Everything that composes this environment, despite the effort put by the photographer into giving balance to the composition, does not seem to result from great professional abilities. It is a dining room, but who could tell the function of this room and furniture, if it wasn’t for the table and the seats around, lacking moreover any personality (three chairs made of metal tubular, one wooden chair with little stuffing, one long monastic bench)? It might as well be a lounge of a pharmaceutical society, or the meeting and talking place of a pompous clinic, or again an interviewing point of an advertising agency. One thing is certain, should anyone stay here for a period of time, he would feel really uncomfortable; a basement where draining and water pipes correspond, on the ceiling, to a small “Murano” (for exorcizing their negative effect?), and where the only escape from the prevailing decorum, well rooted in the black and white square floor, is the miserable small bowl on the table: for whom? For what? Who knows! (maybe the mystery was in the planner’s intention).

In this room, situated in a basement, the choice of mantaining the old laboratory-looking structure and a chessboard floor of strong personality creates a really rich and luxurious atmosphere despite the room’s minimalism. The decision of keeping the pipelines exposed entails the presence of various elements (water, gas, air etc.) to be balanced through a structural intervention. The fullness effect is increased by the pipes cage on the ceiling, which is strengthened by the element of fire coming from the chandelire’s shape and employment. The glass walls are another Yin element, strengthened by their metal composition which contributes to the room’s stagnant atmosphere. The Qi energy moves with difficulty in these rooms, despite the wide windows reflected on the door, from which it can have access. This feature makes the room more suitable for a being a storage than a house. 

Living room – loft inStockholm 

This wide environment is attractive at fist sight: every single element arouses interest, starting from the really comfortable corner seats, the corner fireplace, the library, the ancient painting with its golden frame, the easily accessible dining area. Everything looks perfect. Even the loft emerging on the right, which suggests new space-time delights. But there is something wrong: no visual access to the outside besides the sky, or the surrounding building’s top, which make you feel short and compressed. This way, despite the room’s immensity and numerous “distractions”, the roof would hang like a heavy fan over the inhabitants if it wasn’t for that exit on the left, with a step that probably preludes a terrace. 

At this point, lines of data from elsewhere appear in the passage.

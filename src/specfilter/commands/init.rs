use crate::commands::{CmdMessage, CmdResult, SpecFilterPaths};
use crate::config::SpecFilterConfig;
use crate::error::Result;
use crate::store::fs::FileCatalog;
use crate::store::memory::DEMO_PRODUCTS;
use crate::store::CatalogStore;
use std::fs;
use tracing::info;

/// Create the data directory, seed `catalog.json` with the demo products, and
/// point the config at it. An existing catalog file is left untouched.
pub fn run(paths: &SpecFilterPaths) -> Result<CmdResult> {
    fs::create_dir_all(&paths.data_dir)?;
    let mut result = CmdResult::default();

    let catalog_path = paths.default_catalog();
    if catalog_path.exists() {
        result.add_message(CmdMessage::warning(format!(
            "Catalog already exists at {}",
            catalog_path.display()
        )));
    } else {
        let mut store = FileCatalog::new(&catalog_path);
        store.save_items(&DEMO_PRODUCTS)?;
        info!(path = %catalog_path.display(), items = DEMO_PRODUCTS.len(), "seeded catalog");
        result.add_message(CmdMessage::success(format!(
            "Wrote demo catalog to {}",
            catalog_path.display()
        )));
    }

    let mut config = SpecFilterConfig::load(&paths.data_dir)?;
    if config.catalog.is_none() {
        config.catalog = Some(catalog_path);
        config.save(&paths.data_dir)?;
    }

    Ok(result.with_config(config))
}

#[cfg(test)]
mod tests {
    use super::*;
    use crate::commands::MessageLevel;

    #[test]
    fn seeds_catalog_and_config() {
        let dir = tempfile::tempdir().unwrap();
        let paths = SpecFilterPaths::new(dir.path().join("data"));

        let result = run(&paths).unwrap();
        assert_eq!(result.messages[0].level, MessageLevel::Success);

        let items = FileCatalog::new(paths.default_catalog()).list_items().unwrap();
        assert_eq!(items.len(), 3);

        let config = SpecFilterConfig::load(&paths.data_dir).unwrap();
        assert_eq!(config.catalog, Some(paths.default_catalog()));
    }

    #[test]
    fn second_run_keeps_existing_catalog() {
        let dir = tempfile::tempdir().unwrap();
        let paths = SpecFilterPaths::new(dir.path());
        run(&paths).unwrap();

        let mut store = FileCatalog::new(paths.default_catalog());
        store.save_items(&[]).unwrap();

        let result = run(&paths).unwrap();
        assert_eq!(result.messages[0].level, MessageLevel::Warning);
        assert!(store.list_items().unwrap().is_empty());
    }
}
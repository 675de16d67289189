use assert_cmd::Command;
use predicates::prelude::*;
use std::fs;
use tempfile::TempDir;

fn specfilter(home: &TempDir) -> Command {
    let mut cmd = Command::cargo_bin("specfilter").unwrap();
    cmd.env("SPECFILTER_HOME", home.path())
        .env("NO_COLOR", "1")
        .env_remove("RUST_LOG");
    cmd
}

#[test]
fn demo_prints_every_scenario() {
    let home = tempfile::tempdir().unwrap();
    specfilter(&home)
        .arg("demo")
        .assert()
        .success()
        .stdout(predicate::str::contains("green and large"))
        .stdout(predicate::str::contains("House"))
        .stdout(predicate::str::contains("not green"));
}

#[test]
fn filter_keeps_green_items_in_order() {
    let home = tempfile::tempdir().unwrap();
    let output = specfilter(&home)
        .args(["filter", "color=green"])
        .output()
        .unwrap();
    assert!(output.status.success());

    let stdout = String::from_utf8(output.stdout).unwrap();
    let apple = stdout.find("Apple").unwrap();
    let house = stdout.find("House").unwrap();
    assert!(apple < house);
    assert!(!stdout.contains("Banana"));
    assert!(stdout.contains("2 of 3 items match color=green"));
}

#[test]
fn filter_json_output() {
    let home = tempfile::tempdir().unwrap();
    let output = specfilter(&home)
        .args(["--json", "filter", "color=green", "&", "size=large"])
        .output()
        .unwrap();
    assert!(output.status.success());

    let value: serde_json::Value = serde_json::from_slice(&output.stdout).unwrap();
    let listed = value["listed"].as_array().unwrap();
    assert_eq!(listed.len(), 1);
    assert_eq!(listed[0]["index"], 3);
    assert_eq!(listed[0]["item"]["name"], "House");
}

#[test]
fn json_flag_after_filter_query() {
    let home = tempfile::tempdir().unwrap();
    let output = specfilter(&home)
        .args(["filter", "color=green", "--json"])
        .output()
        .unwrap();
    assert!(output.status.success());

    let value: serde_json::Value = serde_json::from_slice(&output.stdout).unwrap();
    assert_eq!(value["listed"].as_array().unwrap().len(), 2);
}

#[test]
fn deeply_nested_query_is_rejected() {
    let home = tempfile::tempdir().unwrap();
    let query = format!("{}color=green{}", "(".repeat(10_000), ")".repeat(10_000));
    specfilter(&home)
        .args(["filter", query.as_str()])
        .assert()
        .failure()
        .code(1)
        .stderr(predicate::str::contains("query nested too deeply"));
}

#[test]
fn empty_query_lists_everything() {
    let home = tempfile::tempdir().unwrap();
    specfilter(&home)
        .arg("filter")
        .assert()
        .success()
        .stdout(predicate::str::contains("3 of 3 items match *"));
}

#[test]
fn bad_query_fails_with_error() {
    let home = tempfile::tempdir().unwrap();
    specfilter(&home)
        .args(["filter", "color="])
        .assert()
        .failure()
        .code(1)
        .stderr(predicate::str::starts_with("Error: Query error"));
}

#[test]
fn unknown_attribute_fails() {
    let home = tempfile::tempdir().unwrap();
    specfilter(&home)
        .args(["filter", "weight=heavy"])
        .assert()
        .failure()
        .stderr(predicate::str::contains("Unknown attribute: weight"));
}

#[test]
fn catalog_flag_reads_file() {
    let home = tempfile::tempdir().unwrap();
    let catalog = home.path().join("shop.json");
    fs::write(
        &catalog,
        r#"[
            {"name": "Kiwi", "color": "green", "size": "small", "tags": ["fruit"]},
            {"name": "Shed", "color": "red", "size": "large", "in_stock": false},
            {"name": "Plum", "color": "blue", "size": "small", "tags": ["fruit"]}
        ]"#,
    )
    .unwrap();

    specfilter(&home)
        .arg("--catalog")
        .arg(&catalog)
        .args(["filter", "tags=fruit", "&", "!color=blue"])
        .assert()
        .success()
        .stdout(predicate::str::contains("Kiwi"))
        .stdout(predicate::str::contains("Plum").not())
        .stdout(predicate::str::contains("Shed").not());
}

#[test]
fn missing_catalog_file_fails() {
    let home = tempfile::tempdir().unwrap();
    specfilter(&home)
        .args(["--catalog", "does-not-exist.json", "list"])
        .assert()
        .failure()
        .stderr(predicate::str::contains("IO error"));
}

#[test]
fn config_set_then_get() {
    let home = tempfile::tempdir().unwrap();
    specfilter(&home)
        .args(["config", "color", "off"])
        .assert()
        .success()
        .stdout(predicate::str::contains("color set to false"));

    specfilter(&home)
        .args(["config", "color"])
        .assert()
        .success()
        .stdout(predicate::str::diff("false\n"));

    specfilter(&home)
        .arg("config")
        .assert()
        .success()
        .stdout(predicate::str::contains("catalog = (built-in)"))
        .stdout(predicate::str::contains("color = false"));
}

#[test]
fn init_switches_to_file_catalog() {
    let home = tempfile::tempdir().unwrap();
    specfilter(&home)
        .arg("init")
        .assert()
        .success()
        .stdout(predicate::str::contains("Wrote demo catalog"));

    let catalog = home.path().join("catalog.json");
    assert!(catalog.exists());
    fs::write(
        &catalog,
        r#"[{"name": "Lamp", "color": "red", "size": "medium"}]"#,
    )
    .unwrap();

    specfilter(&home)
        .arg("list")
        .assert()
        .success()
        .stdout(predicate::str::contains("Lamp"))
        .stdout(predicate::str::contains("Apple").not());
}

#[test]
fn attrs_lists_enum_values() {
    let home = tempfile::tempdir().unwrap();
    specfilter(&home)
        .arg("attrs")
        .assert()
        .success()
        .stdout(predicate::str::contains("red | green | blue"))
        .stdout(predicate::str::contains("in_stock"));
}

#[test]
fn verbose_logs_to_stderr() {
    let home = tempfile::tempdir().unwrap();
    specfilter(&home)
        .args(["-v", "filter", "size=small"])
        .assert()
        .success()
        .stderr(predicate::str::contains("filter applied"));
}
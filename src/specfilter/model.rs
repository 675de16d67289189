use crate::attributes::{AttrValue, AttributeDef, AttributeKind, Attributes};
use crate::error::SpecFilterError;
use crate::specification::Specification;
use serde::{Deserialize, Serialize};
use std::fmt;
use std::str::FromStr;

#[derive(Debug, Clone, Copy, PartialEq, Eq, Hash, Serialize, Deserialize)]
#[serde(rename_all = "lowercase")]
pub enum Color {
    Red,
    Green,
    Blue,
}

impl Color {
    pub const ALL: [Color; 3] = [Color::Red, Color::Green, Color::Blue];

    pub fn as_str(&self) -> &'static str {
        match self {
            Color::Red => "red",
            Color::Green => "green",
            Color::Blue => "blue",
        }
    }
}

impl fmt::Display for Color {
    fn fmt(&self, f: &mut fmt::Formatter<'_>) -> fmt::Result {
        f.write_str(self.as_str())
    }
}

impl FromStr for Color {
    type Err = SpecFilterError;

    fn from_str(s: &str) -> Result<Self, Self::Err> {
        Color::ALL
            .into_iter()
            .find(|c| c.as_str().eq_ignore_ascii_case(s))
            .ok_or_else(|| SpecFilterError::InvalidValue {
                attr: "color".to_string(),
                value: s.to_string(),
            })
    }
}

#[derive(Debug, Clone, Copy, PartialEq, Eq, Hash, Serialize, Deserialize)]
#[serde(rename_all = "lowercase")]
pub enum Size {
    Small,
    Medium,
    Large,
}

impl Size {
    pub const ALL: [Size; 3] = [Size::Small, Size::Medium, Size::Large];

    pub fn as_str(&self) -> &'static str {
        match self {
            Size::Small => "small",
            Size::Medium => "medium",
            Size::Large => "large",
        }
    }
}

impl fmt::Display for Size {
    fn fmt(&self, f: &mut fmt::Formatter<'_>) -> fmt::Result {
        f.write_str(self.as_str())
    }
}

impl FromStr for Size {
    type Err = SpecFilterError;

    fn from_str(s: &str) -> Result<Self, Self::Err> {
        Size::ALL
            .into_iter()
            .find(|sz| sz.as_str().eq_ignore_ascii_case(s))
            .ok_or_else(|| SpecFilterError::InvalidValue {
                attr: "size".to_string(),
                value: s.to_string(),
            })
    }
}

#[derive(Debug, Clone, PartialEq, Eq, Serialize, Deserialize)]
pub struct Product {
    pub name: String,
    pub color: Color,
    pub size: Size,
    #[serde(default)]
    pub tags: Vec<String>,
    #[serde(default = "default_in_stock")]
    pub in_stock: bool,
}

fn default_in_stock() -> bool {
    true
}

impl Product {
    pub fn new(name: impl Into<String>, color: Color, size: Size) -> Self {
        Self {
            name: name.into(),
            color,
            size,
            tags: Vec::new(),
            in_stock: true,
        }
    }

    pub fn with_tags<I, S>(mut self, tags: I) -> Self
    where
        I: IntoIterator<Item = S>,
        S: Into<String>,
    {
        self.tags = tags.into_iter().map(Into::into).collect();
        self
    }
}

/// Attribute registry for [`Product`].
pub const PRODUCT_ATTRIBUTES: &[AttributeDef] = &[
    AttributeDef::new("name", AttributeKind::Text).filterable(),
    AttributeDef::new("color", AttributeKind::Enum)
        .filterable()
        .with_values(&["red", "green", "blue"]),
    AttributeDef::new("size", AttributeKind::Enum)
        .filterable()
        .with_values(&["small", "medium", "large"]),
    AttributeDef::new("tags", AttributeKind::List).filterable(),
    AttributeDef::new("in_stock", AttributeKind::Bool).filterable(),
];

impl Attributes for Product {
    fn schema() -> &'static [AttributeDef] {
        PRODUCT_ATTRIBUTES
    }

    fn attr(&self, name: &str) -> Option<AttrValue> {
        match name {
            "name" => Some(AttrValue::Text(self.name.clone())),
            "color" => Some(AttrValue::Enum(self.color.as_str().to_string())),
            "size" => Some(AttrValue::Enum(self.size.as_str().to_string())),
            "tags" => Some(AttrValue::List(self.tags.clone())),
            "in_stock" => Some(AttrValue::Bool(self.in_stock)),
            _ => None,
        }
    }
}

/// Matches products of one color.
#[derive(Debug, Clone, Copy, PartialEq, Eq)]
pub struct ColorSpec(pub Color);

impl Specification<Product> for ColorSpec {
    fn is_satisfied(&self, item: &Product) -> bool {
        item.color == self.0
    }
}

/// Matches products of one size.
#[derive(Debug, Clone, Copy, PartialEq, Eq)]
pub struct SizeSpec(pub Size);

impl Specification<Product> for SizeSpec {
    fn is_satisfied(&self, item: &Product) -> bool {
        item.size == self.0
    }
}

#[cfg(test)]
mod tests {
    use super::*;
    use crate::attributes::lookup;

    #[test]
    fn color_parses_case_insensitively() {
        assert_eq!("GREEN".parse::<Color>().unwrap(), Color::Green);
        assert_eq!("blue".parse::<Color>().unwrap(), Color::Blue);
        assert!("purple".parse::<Color>().is_err());
    }

    #[test]
    fn size_round_trips_through_display() {
        for size in Size::ALL {
            assert_eq!(size.to_string().parse::<Size>().unwrap(), size);
        }
    }

    #[test]
    fn schema_enum_values_match_variants() {
        let color = lookup(Product::schema(), "color").unwrap();
        for c in Color::ALL {
            assert!(color.accepts(c.as_str()));
        }
        let size = lookup(Product::schema(), "size").unwrap();
        for s in Size::ALL {
            assert!(size.accepts(s.as_str()));
        }
    }

    #[test]
    fn every_schema_attribute_is_readable() {
        let product = Product::new("Apple", Color::Green, Size::Small).with_tags(["fruit"]);
        for def in Product::schema() {
            assert!(product.attr(def.name).is_some(), "{} missing", def.name);
        }
        assert!(product.attr("weight").is_none());
    }

    #[test]
    fn deserializes_with_defaults() {
        let json = r#"{"name": "House", "color": "green", "size": "large"}"#;
        let product: Product = serde_json::from_str(json).unwrap();

        assert_eq!(product, Product::new("House", Color::Green, Size::Large));
        assert!(product.in_stock);
        assert!(product.tags.is_empty());
    }

    #[test]
    fn typed_specs_match_fields() {
        let apple = Product::new("Apple", Color::Green, Size::Small);
        assert!(ColorSpec(Color::Green).is_satisfied(&apple));
        assert!(!ColorSpec(Color::Red).is_satisfied(&apple));
        assert!(SizeSpec(Size::Small).is_satisfied(&apple));
        assert!(!SizeSpec(Size::Large).is_satisfied(&apple));
    }
}
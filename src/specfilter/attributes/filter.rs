//! Attribute filtering.
//!
//! `AttrSpec` is the generic "attribute equals" specification: it names an
//! attribute, an operation, and a value, and works for any item type that
//! implements [`Attributes`]. Typed specifications such as `ColorSpec` are
//! faster and checked at compile time; `AttrSpec` is what a parsed query
//! builds.

use super::{AttrValue, Attributes};
use crate::specification::Specification;

/// Filter operation for comparing attribute values.
#[derive(Debug, Clone, PartialEq, Eq)]
pub enum FilterOp {
    /// Exact equality match.
    Eq,
    /// Not equal.
    Ne,
    /// List contains the specified value (for List attributes).
    Contains,
    /// List contains ALL specified values (for List attributes, AND logic).
    ContainsAll,
}

/// A condition on a single named attribute.
#[derive(Debug, Clone)]
pub struct AttrSpec {
    /// The attribute name (e.g., "color", "size", "tags")
    pub attr: String,
    /// The filter operation
    pub op: FilterOp,
    /// The value to compare against
    pub value: AttrValue,
}

impl AttrSpec {
    pub fn new(attr: impl Into<String>, op: FilterOp, value: AttrValue) -> Self {
        Self {
            attr: attr.into(),
            op,
            value,
        }
    }

    /// Convenience: create an equality condition.
    pub fn eq(attr: impl Into<String>, value: AttrValue) -> Self {
        Self::new(attr, FilterOp::Eq, value)
    }

    /// Convenience: create a not-equal condition.
    pub fn ne(attr: impl Into<String>, value: AttrValue) -> Self {
        Self::new(attr, FilterOp::Ne, value)
    }

    /// Convenience: create a contains condition for lists.
    pub fn contains(attr: impl Into<String>, value: impl Into<String>) -> Self {
        Self::new(attr, FilterOp::Contains, AttrValue::List(vec![value.into()]))
    }

    /// Convenience: create a contains-all condition for lists.
    pub fn contains_all(attr: impl Into<String>, values: Vec<String>) -> Self {
        Self::new(attr, FilterOp::ContainsAll, AttrValue::List(values))
    }

    /// Check the condition against a raw attribute value.
    ///
    /// A missing attribute never matches, not even for `Ne`.
    pub fn matches_value(&self, attr_value: Option<&AttrValue>) -> bool {
        let Some(attr_value) = attr_value else {
            return false;
        };

        match &self.op {
            FilterOp::Eq => values_equal(attr_value, &self.value),
            FilterOp::Ne => !values_equal(attr_value, &self.value),
            FilterOp::Contains => list_contains_any(attr_value, &self.value),
            FilterOp::ContainsAll => list_contains_all(attr_value, &self.value),
        }
    }
}

impl<T: Attributes> Specification<T> for AttrSpec {
    fn is_satisfied(&self, item: &T) -> bool {
        self.matches_value(item.attr(&self.attr).as_ref())
    }
}

fn values_equal(a: &AttrValue, b: &AttrValue) -> bool {
    match (a, b) {
        (AttrValue::Bool(a_val), AttrValue::Bool(b_val)) => a_val == b_val,
        (AttrValue::Text(a_val), AttrValue::Text(b_val)) => a_val == b_val,
        (AttrValue::Enum(a_val), AttrValue::Enum(b_val)) => a_val.eq_ignore_ascii_case(b_val),
        (AttrValue::List(a_list), AttrValue::List(b_list)) => a_list == b_list,
        _ => false, // Different types are not equal
    }
}

fn list_contains_any(attr_value: &AttrValue, filter_value: &AttrValue) -> bool {
    let (Some(attr_list), Some(filter_list)) = (attr_value.as_list(), filter_value.as_list())
    else {
        return false;
    };
    filter_list.iter().any(|v| attr_list.contains(v))
}

fn list_contains_all(attr_value: &AttrValue, filter_value: &AttrValue) -> bool {
    let (Some(attr_list), Some(filter_list)) = (attr_value.as_list(), filter_value.as_list())
    else {
        return false;
    };
    filter_list.iter().all(|v| attr_list.contains(v))
}

#[cfg(test)]
mod tests {
    use super::*;
    use crate::model::{Color, Product, Size};

    fn product_with_tags(tags: Vec<&str>) -> Product {
        Product::new("Test", Color::Red, Size::Small).with_tags(tags)
    }

    #[test]
    fn eq_enum_matches_case_insensitively() {
        let spec = AttrSpec::eq("color", AttrValue::Enum("Green".into()));

        assert!(spec.is_satisfied(&Product::new("A", Color::Green, Size::Small)));
        assert!(!spec.is_satisfied(&Product::new("B", Color::Blue, Size::Small)));
    }

    #[test]
    fn ne_enum() {
        let spec = AttrSpec::ne("size", AttrValue::Enum("large".into()));

        assert!(spec.is_satisfied(&Product::new("A", Color::Green, Size::Small)));
        assert!(!spec.is_satisfied(&Product::new("B", Color::Green, Size::Large)));
    }

    #[test]
    fn eq_text_is_exact() {
        let spec = AttrSpec::eq("name", AttrValue::Text("Apple".into()));

        assert!(spec.is_satisfied(&Product::new("Apple", Color::Green, Size::Small)));
        assert!(!spec.is_satisfied(&Product::new("apple", Color::Green, Size::Small)));
    }

    #[test]
    fn eq_bool() {
        let spec = AttrSpec::eq("in_stock", AttrValue::Bool(false));

        let mut sold_out = Product::new("A", Color::Green, Size::Small);
        sold_out.in_stock = false;

        assert!(spec.is_satisfied(&sold_out));
        assert!(!spec.is_satisfied(&Product::new("B", Color::Green, Size::Small)));
    }

    #[test]
    fn contains_single_tag() {
        let spec = AttrSpec::contains("tags", "fruit");

        assert!(spec.is_satisfied(&product_with_tags(vec!["fruit"])));
        assert!(spec.is_satisfied(&product_with_tags(vec!["fruit", "fresh"])));
        assert!(!spec.is_satisfied(&product_with_tags(vec!["building"])));
        assert!(!spec.is_satisfied(&product_with_tags(vec![])));
    }

    #[test]
    fn contains_all_tags() {
        let spec = AttrSpec::contains_all("tags", vec!["fruit".into(), "fresh".into()]);

        assert!(spec.is_satisfied(&product_with_tags(vec!["fruit", "fresh"])));
        assert!(spec.is_satisfied(&product_with_tags(vec!["fresh", "fruit", "ripe"])));
        assert!(!spec.is_satisfied(&product_with_tags(vec!["fruit"])));
        assert!(!spec.is_satisfied(&product_with_tags(vec![])));
    }

    #[test]
    fn unknown_attr_never_matches() {
        let product = Product::new("A", Color::Green, Size::Small);
        assert!(!AttrSpec::eq("weight", AttrValue::Text("1kg".into())).is_satisfied(&product));
        assert!(!AttrSpec::ne("weight", AttrValue::Text("1kg".into())).is_satisfied(&product));
    }

    #[test]
    fn type_mismatch_never_equal() {
        // color is an Enum, not a Bool
        let spec = AttrSpec::eq("color", AttrValue::Bool(true));
        assert!(!spec.is_satisfied(&Product::new("A", Color::Green, Size::Small)));
    }

    #[test]
    fn contains_on_non_list_is_false() {
        let spec = AttrSpec::contains("color", "green");
        assert!(!spec.is_satisfied(&Product::new("A", Color::Green, Size::Small)));
    }
}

This room has everything you could possibly desire. A wide space for handling the living area, walls where to lean the furniture, wooden floors and a corner fireplace, wide windows to convey light and Qi energy as much as possible, on the only condition that this room is not used for sleeping, working, studying or focusing for whatever reason. The triangular shape of the ceiling, linked to the element of fire, is the distinctive feature of temples and churches of any worship. The more peaked the building vault is, the better its shape conveys the present Qi upwards, reason why these places are considered suitable for praying. The choice of filling up every free corner of the room in a very luxurious and massive way is probably caused by the ethereal feeling you can suffer when temporarily staying in this environment. 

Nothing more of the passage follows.